**EXERCISE OBJECTIVE**
Find the number of lines below in which the word "StaticGeographyGateway" occurs. Write only that number.

**EXERCISE INPUTS**

use std::collections::HashMap;
use std::sync::atomic::AtomicBool;
use std::sync::{Arc, Mutex};

use async_trait::async_trait;
use metrics_exporter_prometheus::PrometheusHandle;
use tracing::info;

use expert_intake::workflows::enrollment::{
    ApplicationStore, ConfirmationMailer, ConfirmationMessage, DistrictEntry, ExpertId,
    ExpertRecord, GeographyGateway, LookupError, NotificationError, PersistenceError,
};

#[derive(Clone)]
pub(crate) struct AppState {
    pub(crate) readiness: Arc<AtomicBool>,
    pub(crate) metrics: Arc<PrometheusHandle>,
}

/// Process-local store used until a durable backend is wired in.
#[derive(Default)]
pub(crate) struct InMemoryApplicationStore {
    records: Mutex<HashMap<ExpertId, ExpertRecord>>,
}

impl InMemoryApplicationStore {
    pub(crate) fn len(&self) -> usize {
        self.records.lock().expect("store mutex poisoned").len()
    }
}

#[async_trait]
impl ApplicationStore for InMemoryApplicationStore {
    async fn put(&self, id: &ExpertId, record: &ExpertRecord) -> Result<(), PersistenceError> {
        self.records
            .lock()
            .expect("store mutex poisoned")
            .insert(id.clone(), record.clone());
        Ok(())
    }
}

/// Stand-in confirmation adapter: logs the projection instead of delivering
/// it, so the pipeline's notification phase stays observable without SMTP
/// credentials.
pub(crate) struct LoggingConfirmationMailer;

#[async_trait]
impl ConfirmationMailer for LoggingConfirmationMailer {
    async fn send(&self, message: &ConfirmationMessage) -> Result<(), NotificationError> {
        info!(
            to = %message.to_email,
            region = %message.region,
            district = %message.district,
            "confirmation message dispatched to log"
        );
        Ok(())
    }
}

/// Bundled sample of the administrative hierarchy for offline demos.
pub(crate) struct StaticGeographyGateway;

#[async_trait]
impl GeographyGateway for StaticGeographyGateway {
    async fn list_regions(&self) -> Result<Vec<String>, LookupError> {
        Ok(vec![
            "Dhaka".to_string(),
            "Chattogram".to_string(),
            "Rajshahi".to_string(),
        ])
    }

    async fn list_districts(&self, region: &str) -> Result<Vec<DistrictEntry>, LookupError> {
        let districts = match region {
            "Dhaka" => vec![
                DistrictEntry {
                    name: "Gazipur".to_string(),
                    subdistricts: vec![
                        "Sreepur".to_string(),
                        "Kaliakair".to_string(),
                        "Kapasia".to_string(),
                    ],
                },
                DistrictEntry {
                    name: "Tangail".to_string(),
                    subdistricts: vec!["Sakhipur".to_string(), "Madhupur".to_string()],
                },
            ],
            "Chattogram" => vec![DistrictEntry {
                name: "Cumilla".to_string(),
                subdistricts: vec!["Daudkandi".to_string(), "Homna".to_string()],
            }],
            "Rajshahi" => vec![DistrictEntry {
                name: "Natore".to_string(),
                subdistricts: vec!["Singra".to_string(), "Lalpur".to_string()],
            }],
            _ => Vec::new(),
        };
        Ok(districts)
    }
}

**RESPONSE AREA**
2